[Information supplied Boundary: Start]
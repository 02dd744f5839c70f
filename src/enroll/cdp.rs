//! Chromium-backed browser sessions via CDP.
//!
//! Countermeasure scripts are installed with
//! `Page.addScriptToEvaluateOnNewDocument` and tracker blocking with
//! `Network.setBlockedURLs` while the session still sits on `about:blank`,
//! so both are active before the first request to the target. Keystrokes go
//! through `Input.dispatchKeyEvent` with randomized inter-key delays.

use std::sync::Mutex as StdMutex;
use std::time::Duration;

use async_trait::async_trait;
use chromiumoxide::browser::{Browser, BrowserConfig};
use chromiumoxide::cdp::browser_protocol::emulation::{
    SetTimezoneOverrideParams, SetUserAgentOverrideParams,
};
use chromiumoxide::cdp::browser_protocol::input::{DispatchKeyEventParams, DispatchKeyEventType};
use chromiumoxide::cdp::browser_protocol::network::SetBlockedUrLsParams;
use chromiumoxide::cdp::browser_protocol::page::{
    AddScriptToEvaluateOnNewDocumentParams, CaptureScreenshotFormat,
};
use chromiumoxide::page::{Page, ScreenshotParams};
use futures::StreamExt;
use rand::Rng;
use tokio::sync::Mutex;
use tracing::{debug, warn};

use super::backend::{BrowserBackend, BrowserSession};
use super::fingerprint::SessionFingerprint;
use crate::error::{PaneError, Result};

/// Launches isolated Chromium instances, one per enrollment job.
pub struct CdpBackend {
    headless: bool,
}

impl CdpBackend {
    pub fn new(headless: bool) -> Self {
        Self { headless }
    }
}

#[async_trait]
impl BrowserBackend for CdpBackend {
    async fn launch(
        &self,
        fingerprint: &SessionFingerprint,
        block_patterns: &[String],
    ) -> Result<Box<dyn BrowserSession>> {
        let (width, height) = fingerprint.viewport;

        let mut builder = BrowserConfig::builder()
            .window_size(width, height)
            .arg("--disable-blink-features=AutomationControlled")
            .arg("--disable-infobars")
            .arg("--no-default-browser-check")
            .arg("--no-first-run");
        if !self.headless {
            builder = builder.with_head();
        }
        let config = builder.build().map_err(PaneError::LaunchFailed)?;

        let (browser, mut handler) = Browser::launch(config)
            .await
            .map_err(|e| PaneError::LaunchFailed(e.to_string()))?;

        // Drive the CDP event loop; when it ends Chrome has disconnected.
        tokio::spawn(async move {
            while handler.next().await.is_some() {}
            debug!("browser event handler ended");
        });

        let page = browser
            .new_page("about:blank")
            .await
            .map_err(|e| PaneError::LaunchFailed(e.to_string()))?;

        // Everything below happens on about:blank, before the target is
        // ever requested.
        page.execute(SetBlockedUrLsParams::new(block_patterns.to_vec()))
            .await
            .map_err(|e| PaneError::LaunchFailed(format!("block rules: {e}")))?;

        page.execute(AddScriptToEvaluateOnNewDocumentParams::new(
            fingerprint.countermeasure_script(),
        ))
        .await
        .map_err(|e| PaneError::LaunchFailed(format!("countermeasures: {e}")))?;

        let mut ua = SetUserAgentOverrideParams::new(fingerprint.user_agent.clone());
        ua.platform = Some(fingerprint.platform.clone());
        ua.accept_language = Some(fingerprint.locale.clone());
        page.execute(ua)
            .await
            .map_err(|e| PaneError::LaunchFailed(format!("user agent: {e}")))?;

        page.execute(SetTimezoneOverrideParams::new(fingerprint.timezone.clone()))
            .await
            .map_err(|e| PaneError::LaunchFailed(format!("timezone: {e}")))?;

        Ok(Box::new(CdpSession {
            browser: Mutex::new(Some(browser)),
            page,
            frame_scope: StdMutex::new(None),
        }))
    }
}

/// One live Chromium session.
pub struct CdpSession {
    browser: Mutex<Option<Browser>>,
    page: Page,
    /// URL substring of the child frame that field operations are scoped
    /// to, once an embedded-frame flow has entered it.
    frame_scope: StdMutex<Option<String>>,
}

impl CdpSession {
    /// JS prelude binding `__doc` to the scoped document: the matching
    /// child frame's document when a frame scope is set and same-origin,
    /// the top document otherwise.
    fn doc_prelude(&self) -> String {
        let fragment = self
            .frame_scope
            .lock()
            .map(|guard| guard.clone())
            .unwrap_or(None);
        let fragment_json = serde_json::to_string(&fragment).unwrap_or_else(|_| "null".into());
        format!(
            r#"const __doc = (() => {{
    const frag = {fragment_json};
    if (frag) {{
        for (const f of document.querySelectorAll('iframe')) {{
            try {{
                if ((f.src || '').includes(frag) && f.contentDocument) return f.contentDocument;
            }} catch (e) {{}}
        }}
    }}
    return document;
}})();"#
        )
    }

    async fn eval_json(&self, body: &str) -> Result<serde_json::Value> {
        let script = format!("(() => {{ {} {} }})()", self.doc_prelude(), body);
        let result = self
            .page
            .evaluate(script)
            .await
            .map_err(|e| PaneError::BrowserOperation(e.to_string()))?;
        Ok(result.value().cloned().unwrap_or(serde_json::Value::Null))
    }

    async fn dispatch_key(&self, params: DispatchKeyEventParams) -> Result<()> {
        self.page
            .execute(params)
            .await
            .map_err(|e| PaneError::BrowserOperation(format!("key event: {e}")))?;
        Ok(())
    }

    /// Type one character as a keyDown/keyUp pair.
    async fn type_char(&self, c: char) -> Result<()> {
        let down = DispatchKeyEventParams::builder()
            .r#type(DispatchKeyEventType::KeyDown)
            .text(c.to_string())
            .build()
            .map_err(PaneError::BrowserOperation)?;
        self.dispatch_key(down).await?;

        let up = DispatchKeyEventParams::builder()
            .r#type(DispatchKeyEventType::KeyUp)
            .build()
            .map_err(PaneError::BrowserOperation)?;
        self.dispatch_key(up).await
    }
}

#[async_trait]
impl BrowserSession for CdpSession {
    async fn navigate(&self, url: &str, timeout: Duration) -> Result<()> {
        let nav = async {
            self.page
                .goto(url)
                .await
                .map_err(|e| PaneError::BrowserOperation(format!("goto {url}: {e}")))?;
            // Structurally loaded is enough; full resource completion is
            // not awaited.
            loop {
                let state = self
                    .page
                    .evaluate("document.readyState")
                    .await
                    .map_err(|e| PaneError::BrowserOperation(e.to_string()))?;
                match state.value().and_then(|v| v.as_str()) {
                    Some("interactive") | Some("complete") => break,
                    _ => tokio::time::sleep(Duration::from_millis(100)).await,
                }
            }
            Ok::<_, PaneError>(())
        };

        tokio::time::timeout(timeout, nav)
            .await
            .map_err(|_| PaneError::NavigationTimeout {
                url: url.to_string(),
                timeout_ms: timeout.as_millis() as u64,
            })?
    }

    async fn enter_frame(&self, url_fragment: &str) -> Result<bool> {
        let fragment_json = serde_json::to_string(url_fragment)?;
        let found = self
            .eval_json(&format!(
                r#"for (const f of document.querySelectorAll('iframe')) {{
                    try {{
                        if ((f.src || '').includes({fragment_json}) && f.contentDocument) return true;
                    }} catch (e) {{}}
                }}
                return false;"#
            ))
            .await?
            .as_bool()
            .unwrap_or(false);

        if found {
            if let Ok(mut guard) = self.frame_scope.lock() {
                *guard = Some(url_fragment.to_string());
            }
        }
        Ok(found)
    }

    async fn first_visible(&self, candidates: &[String]) -> Result<Option<String>> {
        let candidates_json = serde_json::to_string(candidates)?;
        let value = self
            .eval_json(&format!(
                r#"const visible = el => {{
                    if (!el || el.disabled) return false;
                    const r = el.getClientRects();
                    return r.length > 0 && r[0].width > 0 && r[0].height > 0;
                }};
                for (const sel of {candidates_json}) {{
                    let el = null;
                    try {{ el = __doc.querySelector(sel); }} catch (e) {{ continue; }}
                    if (visible(el)) return sel;
                }}
                return null;"#
            ))
            .await?;
        Ok(value.as_str().map(String::from))
    }

    async fn form_present(&self) -> Result<bool> {
        let value = self
            .eval_json(
                r#"const fields = __doc.querySelectorAll('input:not([type=hidden]), textarea, select');
                for (const el of fields) {
                    if (el.getClientRects().length > 0) return true;
                }
                return false;"#,
            )
            .await?;
        Ok(value.as_bool().unwrap_or(false))
    }

    async fn extract_text(&self, selector: &str) -> Result<Option<String>> {
        let selector_json = serde_json::to_string(selector)?;
        let value = self
            .eval_json(&format!(
                r#"const el = __doc.querySelector({selector_json});
                return el ? (el.textContent || el.value || '').trim() : null;"#
            ))
            .await?;
        Ok(value.as_str().filter(|s| !s.is_empty()).map(String::from))
    }

    async fn body_text(&self, max_chars: usize) -> Result<String> {
        let value = self
            .eval_json(&format!(
                "return (__doc.body ? __doc.body.innerText : '').slice(0, {max_chars});"
            ))
            .await?;
        Ok(value.as_str().unwrap_or_default().to_string())
    }

    async fn title(&self) -> Result<String> {
        let value = self
            .page
            .evaluate("document.title")
            .await
            .map_err(|e| PaneError::BrowserOperation(e.to_string()))?;
        Ok(value
            .value()
            .and_then(|v| v.as_str())
            .unwrap_or_default()
            .to_string())
    }

    async fn current_url(&self) -> Result<String> {
        let url = self
            .page
            .url()
            .await
            .map_err(|e| PaneError::BrowserOperation(e.to_string()))?;
        Ok(url.unwrap_or_default())
    }

    async fn click(&self, selector: &str) -> Result<()> {
        let selector_json = serde_json::to_string(selector)?;
        let clicked = self
            .eval_json(&format!(
                r#"const el = __doc.querySelector({selector_json});
                if (!el) return false;
                el.click();
                return true;"#
            ))
            .await?
            .as_bool()
            .unwrap_or(false);
        if clicked {
            Ok(())
        } else {
            Err(PaneError::ElementNotFound(selector.to_string()))
        }
    }

    async fn click_by_text(&self, texts: &[String]) -> Result<Option<String>> {
        let texts_json = serde_json::to_string(texts)?;
        let value = self
            .eval_json(&format!(
                r#"const buttons = __doc.querySelectorAll("button, a, [role='button'], input[type='button']");
                for (const wanted of {texts_json}) {{
                    for (const el of buttons) {{
                        if ((el.textContent || el.value || '').trim() === wanted) {{
                            el.click();
                            return wanted;
                        }}
                    }}
                }}
                return null;"#
            ))
            .await?;
        Ok(value.as_str().map(String::from))
    }

    async fn fill(&self, selector: &str, value: &str) -> Result<()> {
        let selector_json = serde_json::to_string(selector)?;
        let focused = self
            .eval_json(&format!(
                r#"const el = __doc.querySelector({selector_json});
                if (!el) return false;
                el.focus();
                return true;"#
            ))
            .await?
            .as_bool()
            .unwrap_or(false);
        if !focused {
            return Err(PaneError::ElementNotFound(selector.to_string()));
        }

        for c in value.chars() {
            self.type_char(c).await?;
            // Human pacing between keystrokes.
            let delay = rand::thread_rng().gen_range(40..140);
            tokio::time::sleep(Duration::from_millis(delay)).await;
        }
        Ok(())
    }

    async fn press_enter(&self, selector: &str) -> Result<()> {
        let selector_json = serde_json::to_string(selector)?;
        self.eval_json(&format!(
            r#"const el = __doc.querySelector({selector_json});
            if (el) el.focus();
            return true;"#
        ))
        .await?;

        let down = DispatchKeyEventParams::builder()
            .r#type(DispatchKeyEventType::RawKeyDown)
            .key("Enter")
            .code("Enter")
            .windows_virtual_key_code(13)
            .native_virtual_key_code(13)
            .build()
            .map_err(PaneError::BrowserOperation)?;
        self.dispatch_key(down).await?;

        let ch = DispatchKeyEventParams::builder()
            .r#type(DispatchKeyEventType::Char)
            .text("\r")
            .build()
            .map_err(PaneError::BrowserOperation)?;
        self.dispatch_key(ch).await?;

        let up = DispatchKeyEventParams::builder()
            .r#type(DispatchKeyEventType::KeyUp)
            .key("Enter")
            .code("Enter")
            .windows_virtual_key_code(13)
            .native_virtual_key_code(13)
            .build()
            .map_err(PaneError::BrowserOperation)?;
        self.dispatch_key(up).await
    }

    async fn await_navigation_or_settle(&self, settle: Duration) -> Result<()> {
        tokio::select! {
            result = self.page.wait_for_navigation() => {
                if let Err(e) = result {
                    debug!("post-submit navigation wait: {e}");
                }
            }
            _ = tokio::time::sleep(settle) => {
                debug!("post-submit settle delay elapsed");
            }
        }
        Ok(())
    }

    async fn screenshot(&self) -> Result<Vec<u8>> {
        let params = ScreenshotParams::builder()
            .format(CaptureScreenshotFormat::Png)
            .full_page(false)
            .build();
        self.page
            .screenshot(params)
            .await
            .map_err(|e| PaneError::BrowserOperation(format!("screenshot: {e}")))
    }

    async fn close(&self) -> Result<()> {
        let mut guard = self.browser.lock().await;
        if let Some(mut browser) = guard.take() {
            if let Err(e) = browser.close().await {
                warn!("graceful browser close failed: {e}");
            }
            // Force kill so no Chrome child process outlives the job.
            let _ = browser.kill().await;
        }
        Ok(())
    }
}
[Information supplied Boundary: End]
Please restate only the opening stretch of the records above: every line from the first through the one containing "let (width, height)", exactly as written.

repository 02dd744f5839c70f
filename src/enroll/cdp.rs
//! Chromium-backed browser sessions via CDP.
//!
//! Countermeasure scripts are installed with
//! `Page.addScriptToEvaluateOnNewDocument` and tracker blocking with
//! `Network.setBlockedURLs` while the session still sits on `about:blank`,
//! so both are active before the first request to the target. Keystrokes go
//! through `Input.dispatchKeyEvent` with randomized inter-key delays.

use std::sync::Mutex as StdMutex;
use std::time::Duration;

use async_trait::async_trait;
use chromiumoxide::browser::{Browser, BrowserConfig};
use chromiumoxide::cdp::browser_protocol::emulation::{
    SetTimezoneOverrideParams, SetUserAgentOverrideParams,
};
use chromiumoxide::cdp::browser_protocol::input::{DispatchKeyEventParams, DispatchKeyEventType};
use chromiumoxide::cdp::browser_protocol::network::SetBlockedUrLsParams;
use chromiumoxide::cdp::browser_protocol::page::{
    AddScriptToEvaluateOnNewDocumentParams, CaptureScreenshotFormat,
};
use chromiumoxide::page::{Page, ScreenshotParams};
use futures::StreamExt;
use rand::Rng;
use tokio::sync::Mutex;
use tracing::{debug, warn};

use super::backend::{BrowserBackend, BrowserSession};
use super::fingerprint::SessionFingerprint;
use crate::error::{PaneError, Result};

/// Launches isolated Chromium instances, one per enrollment job.
pub struct CdpBackend {
    headless: bool,
}

impl CdpBackend {
    pub fn new(headless: bool) -> Self {
        Self { headless }
    }
}

#[async_trait]
impl BrowserBackend for CdpBackend {
    async fn launch(
        &self,
        fingerprint: &SessionFingerprint,
        block_patterns: &[String],
    ) -> Result<Box<dyn BrowserSession>> {
        let (width, height) = fingerprint.viewport;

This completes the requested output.